Bei aller Freude über die gegenseitige Wertschätzung durch gemeinsam getragene Projekte von Caritas, Diakonie und Bildungsarbeit gehöre zu einer ehrlichen Bilanz aber auch das Benennen von Anfragen und Sorgen, so Woelki weiter. "Es gibt – so scheint mir – einen zunehmenden Dissens in moral- und sozialethischen Fragen." Als Beispiele nennt der Kölner Erzbischof die Stichtagsverschiebung für den Import getöteter Embryonen, die Präimplantationsdiagnostik (PID), die "Ehe für alle", aber auch die Beurteilung von Abtreibung und Sterbehilfe. "Wenn hinter diesem Befund die Überzeugung steht, dass sich aus dem Evangelium gar keine verbindliche Ethik ableiten lasse, dann muss man ehrlicherweise von einer ethischen Grunddifferenz zwischen beiden Konfessionen sprechen." Wahrheit sei kein Konstrukt des einzelnen Subjekts. Wer grundlegende Unterschiede in "sich wechselseitig bereichernde Dimensionen" umdeute, dürfe sich über den Vorwurf des Etikettenschwindels nicht wundern.

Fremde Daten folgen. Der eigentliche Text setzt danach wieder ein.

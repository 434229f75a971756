//! Translation of a [`DownloadRequest`] into yt-dlp options.

use std::path::PathBuf;

use crate::model::{DownloadRequest, MediaFormat, Quality};
use crate::progress::PROGRESS_TEMPLATE;

/// Audio extraction run by yt-dlp through ffmpeg after the download
#[derive(Debug, Clone, PartialEq, Eq)]
pub struct AudioExtraction {
    pub codec: &'static str,
    pub target_bitrate_kbps: u32,
}

#[derive(Debug, Clone, PartialEq, Eq)]
pub struct ResolverOptions {
    /// `<dir>/%(title)s.%(ext)s`; yt-dlp fills in the title and extension
    pub output_template: String,
    pub format_selector: String,
    pub post_processing: Option<AudioExtraction>,
    pub merge_output_format: Option<&'static str>,
    pub ffmpeg_location: Option<PathBuf>,
}

impl ResolverOptions {
    pub fn for_request(request: &DownloadRequest) -> Self {
        let output_template = request
            .destination
            .join("%(title)s.%(ext)s")
            .to_string_lossy()
            .into_owned();

        match request.format {
            MediaFormat::Audio => {
                let bitrate = match request.quality {
                    Quality::Bitrate(kbps) => kbps,
                    // validated upstream; treat anything else as the top bitrate
                    _ => 320,
                };
                Self {
                    output_template,
                    format_selector: "bestaudio/best".to_string(),
                    post_processing: Some(AudioExtraction {
                        codec: "mp3",
                        target_bitrate_kbps: bitrate,
                    }),
                    merge_output_format: None,
                    ffmpeg_location: None,
                }
            }
            MediaFormat::Video => Self {
                output_template,
                format_selector: video_selector(request.quality),
                post_processing: None,
                merge_output_format: Some("mp4"),
                ffmpeg_location: None,
            },
        }
    }

    pub fn with_ffmpeg_location(mut self, location: Option<PathBuf>) -> Self {
        self.ffmpeg_location = location;
        self
    }

    /// Command line for a download of `url`
    pub fn to_args(&self, url: &str) -> Vec<String> {
        let mut args = vec![
            "-f".to_owned(),
            self.format_selector.clone(),
            "-o".to_owned(),
            self.output_template.clone(),
            "--quiet".to_owned(),
            "--no-warnings".to_owned(),
            "--no-playlist".to_owned(),
            "--progress".to_owned(),
            "--newline".to_owned(),
            "--progress-template".to_owned(),
            PROGRESS_TEMPLATE.to_owned(),
        ];

        if let Some(pp) = &self.post_processing {
            args.push("-x".to_owned());
            args.push("--audio-format".to_owned());
            args.push(pp.codec.to_owned());
            args.push("--audio-quality".to_owned());
            args.push(format!("{}K", pp.target_bitrate_kbps));
        }
        if let Some(container) = self.merge_output_format {
            args.push("--merge-output-format".to_owned());
            args.push(container.to_owned());
        }
        if let Some(location) = &self.ffmpeg_location {
            args.push("--ffmpeg-location".to_owned());
            args.push(location.to_string_lossy().into_owned());
        }

        args.push("--".to_owned());
        args.push(url.to_owned());
        args
    }
}

fn video_selector(quality: Quality) -> String {
    match quality {
        Quality::MaxHeight(h) => format!(
            "bestvideo[height<={h}][ext=mp4]+bestaudio[ext=m4a]/best[height<={h}][ext=mp4]/best"
        ),
        _ => "bestvideo[ext=mp4]+bestaudio[ext=m4a]/best[ext=mp4]/best".to_string(),
    }
}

Einheit der Kirche könne nicht auf einer unsichtbaren oder endzeitlichen Ebene angesiedelt werden. "Ihre Einheit muss die Verschiedenheit zwar nicht aufheben, aber doch in einem Bekenntnis versöhnen", formuliert Woelki und nennt einige Beispiele wie den Begriff des Messopfers, das besondere Priestertum sowie die Lehre von der Apostolischen Sukzession. Wenn Protestanten und andere Kritiker der katholischen Position überzeugt werden könnten, dass diese "immer schon Bestandteil der eigenen Tradition" gewesen ist, wären die Gegensätze und Unterschiede kein Grund mehr zur Trennung.

Den Begriff der "eucharistischen Gastfreundschaft" hält Woelki für nicht unproblematisch. Er wecke die Vorstellung, der Einladende sei nicht Christus, sondern eine Konfessionsgemeinschaft. Doch eine solche könne nicht eine andere zur "Feier der Einheit in Christus" einladen, solange im Christusbekenntnis zwischen den Konfessionen unterschieden würde. Solche Bekenntnisse würden weniger durch Gastfreundschaft, sondern durch die "Bekehrung aller Beteiligten zu Christus" versöhnt.